Но тому прозрению было добрых два десятка лет. Тогда Наталья нюхала мясистый воздух возле шашлычных, а нынче у ней сумочка от Louis Vuitton и брошь от Cartier. И беднее стать она бы уже не захотела. Закупать меня нынешнего в племенное стадо Наталье не было нужды, но дружбой со мной она, похоже, дорожила. Что ей в том?
«С тобой мне весело пожить и издохнуть в пасмурной атмосфере хлебного бизнеса…» – сказала она как-то.
Я отвечал, что нечего ей было выходить замуж за богатого и красивого Юрку Медынцева, что напрасно сотворили они этот досадный брак, что издыхать в неволе не собираюсь, и посоветовал ей исповедаться. Она нацепила золотой крестик и сочла, что этого ей достаточно, чтобы угодить Господу Богу, словно он командир подразделения, который взялся осматривать: у всех ли правильно пришиты подворотнички и вычищены сапоги.
– Слышал? Уже идет добрая молва о твоем моем докладе! Ах ты Натайска из насево Китайска! – одобрительно сказал Царь-Государь о своей бывшей жене. – Приходи, Натайска, сяй пить… Ходи-ходи… Ка-лясе-о-о…
Соскучился, видать, бедный, по огням рампы.
Далее позвонил батюшка Глеб:
Мне показалось, что батюшка едва сдержал смех, он долго сопел, стонал и охал.
– Он, оказывается, пошел пива попить, там встретил своих студентов и уехал с ними в экспедицию аж на Селигер. Что теперь? Дома у студента – паника! Родственники примчались в бюро судебной медицины и просят аннулировать справку о смерти. «Убитого» отчислили из академии, в ЗАГСе аннулировали его паспорт и начисто вычеркнули из списка живых. А его девушка успела выйти замуж. Нравы! Что делать? Ладно, уж так все Господь устроил!
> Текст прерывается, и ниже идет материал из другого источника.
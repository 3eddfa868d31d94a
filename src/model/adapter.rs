//! Inference adapter: fixed-shape feature vectors and price derivation.

use serde::Serialize;
use std::sync::Arc;
use tracing::debug;

use super::{ModelArtifacts, PriceModel};
use crate::error::{FlatcastError, FlatcastResult};
use crate::normalize::{FeatureRecord, FeatureValue};

/// Prediction returned to the caller, both values rounded to 2 decimals
#[derive(Debug, Clone, Serialize, PartialEq)]
pub struct PredictionResult {
    pub price_per_meter: f64,
    pub total_price: f64,
}

/// Assembles complete feature vectors and invokes the regressor.
///
/// Constructed once at startup and passed in explicitly wherever inference
/// is needed; the model and schema are read-only shared state.
#[derive(Clone)]
pub struct InferenceAdapter {
    artifacts: Arc<ModelArtifacts>,
    model: Arc<dyn PriceModel>,
}

impl InferenceAdapter {
    pub fn new(artifacts: Arc<ModelArtifacts>, model: Arc<dyn PriceModel>) -> Self {
        Self { artifacts, model }
    }

    pub fn artifacts(&self) -> &ModelArtifacts {
        &self.artifacts
    }

    /// Build the complete ordered feature vector for the record.
    ///
    /// Missing columns get a neutral default (numeric 0, categorical "0")
    /// so the model always receives a fixed-shape input. Categorical
    /// columns are coerced to text, all others to numeric; non-numeric
    /// values become the default rather than failing.
    pub fn fill_defaults(&self, record: &FeatureRecord) -> Vec<FeatureValue> {
        self.artifacts
            .columns
            .iter()
            .map(|column| {
                let value = record.get(column);
                if self.artifacts.is_categorical(column) {
                    FeatureValue::Text(
                        value
                            .map(FeatureValue::to_display_string)
                            .unwrap_or_else(|| "0".to_string()),
                    )
                } else {
                    FeatureValue::Float(value.and_then(FeatureValue::as_f64).unwrap_or(0.0))
                }
            })
            .collect()
    }

    /// Predict price per meter and total price for a feature record.
    ///
    /// The model output is log-scale price per meter; total price is its
    /// exponential times the record's declared total area (0 if absent).
    pub fn predict(&self, record: &FeatureRecord) -> FlatcastResult<PredictionResult> {
        let row = self.fill_defaults(record);
        debug!("Assembled feature vector of {} columns", row.len());

        let log_price = self
            .model
            .predict(&row)
            .map_err(|e| FlatcastError::Inference { message: e.to_string() })?;

        let price_per_meter = log_price.exp();
        let total_area = record
            .get("TotalArea")
            .and_then(FeatureValue::as_f64)
            .unwrap_or(0.0);
        let total_price = price_per_meter * total_area;

        Ok(PredictionResult {
            price_per_meter: round2(price_per_meter),
            total_price: round2(total_price),
        })
    }
}

fn round2(value: f64) -> f64 {
    (value * 100.0).round() / 100.0
}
Им самое главное понять: что делать с могилой, где другой человек… А нам с тобой – снова да ладом… Стар я сделался! Голова, Петя, не выдерживает! Они мне зачем-то звонят, просят, чтобы я приехал: молитва, мол, ваша получилась безадресная, до востребования! Прости Ты их, Господи! А у меня, ты знаешь, ни минуты свободной. Сам захворал, кабанчикам корму наварить надо! Это что же творится-то, отцы небесные, Матушка-заступница! Слушай дальше…
Я не заметил, как заснул в тепле этого своего вороньего гайна.
Утро ворона, ночь ворона, век ворона …
21
… В простудной хвори я уплывал на легком челночке, да вдоль береговой линии жизни, да в обратную сторону. К мерцанию углей угасающего костра…
Струилась, пестрела гольянами перед глазами речонка моего детства.
Она не журчала, а просто текла, потом пропадала за колючей изгородью склада взрывчатки, называемом «аммоналкой». Речонка исчезала за колючей проволокой, пропадала и никуда уже не шла среди отлогой супеси склонов. Она укрывалась в запретной зоне до нового половодья. Названия у нее не было и уже не будет. Ее звали «наша речка» – и все.